Dalam PP ini, salah satunya menambahkan wacana network sharing. Jika dijalankan, hal ini dipercaya berpotensi membawa kerugian yang besar, sama halnya dengan interkoneksi, yang hanya akan menguntungkan pihak asing.
"Negara bisa mengalami kerugian yang besar, karena para operator yang selama ini malas membangun jaringan akan mendompleng jaringan milik operator yang sudah susah payah membangun, seperti jaringan luas milik Telkom dan Telkomsel.

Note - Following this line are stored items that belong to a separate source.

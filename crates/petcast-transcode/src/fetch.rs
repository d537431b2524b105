//! Source asset fetching

use petcast_core::config::TranscodeConfig;
use petcast_core::{PetcastError, Result};
use std::time::Duration;

/// Retrieves the bytes of a source asset
pub trait AssetFetcher: Send + Sync {
    fn fetch(&self, url: &str) -> Result<Vec<u8>>;
}

/// Blocking HTTP fetcher with a global timeout and a body size limit.
/// Redirects are not followed, so only the allow-listed URL is ever read.
pub struct HttpFetcher {
    agent: ureq::Agent,
    max_bytes: u64,
}

impl HttpFetcher {
    pub fn new(timeout: Duration, max_bytes: u64) -> Self {
        let config = ureq::Agent::config_builder()
            .timeout_global(Some(timeout))
            .http_status_as_error(false)
            .max_redirects(0)
            .build();
        Self {
            agent: config.into(),
            max_bytes,
        }
    }

    pub fn from_config(config: &TranscodeConfig) -> Self {
        Self::new(
            Duration::from_secs(config.fetch_timeout_secs),
            config.max_asset_bytes,
        )
    }
}

impl AssetFetcher for HttpFetcher {
    fn fetch(&self, url: &str) -> Result<Vec<u8>> {
        let mut response = self
            .agent
            .get(url)
            .call()
            .map_err(|e| PetcastError::FetchFailed(format!("GET {} failed: {}", url, e)))?;

        let status = response.status().as_u16();
        if !(200..300).contains(&status) {
            return Err(PetcastError::FetchFailed(format!(
                "GET {} returned {}",
                url, status
            )));
        }

        response
            .body_mut()
            .with_config()
            .limit(self.max_bytes)
            .read_to_vec()
            .map_err(|e| match e {
                ureq::Error::BodyExceedsLimit(limit) => PetcastError::FetchFailed(format!(
                    "{} is larger than the {} byte limit",
                    url, limit
                )),
                other => PetcastError::FetchFailed(format!("Reading {} failed: {}", url, other)),
            })
    }
}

Dikhawatirkan ini akan membuat penetrasi ketersediaan jaringan di wilayah Indonesia tidak akan bertambah," ujar Yaqut Cholil Qoumas, anggota Komisi VI FPKB DPR RI, dalam keterangannya, Senin, 5 September 2016.
Selain network sharing, pria yang juga menjabat sebagai Ketua Umum GP Ansor ini menanggapi isu biaya interkoneksi yang disebutnya sebagai aksi korporasi yang ingin mendobrak dominasi Telkom dan Telkomsel dalam industri telekomunikasi.
Operator asing itu, disebutnya, hanya ingin memperbesar setoran ke pemilik saham, atau investor utama, yang berada di luar negeri, seperti Malaysia (XL Axiata) dan Qatar (Indosat Ooredoo).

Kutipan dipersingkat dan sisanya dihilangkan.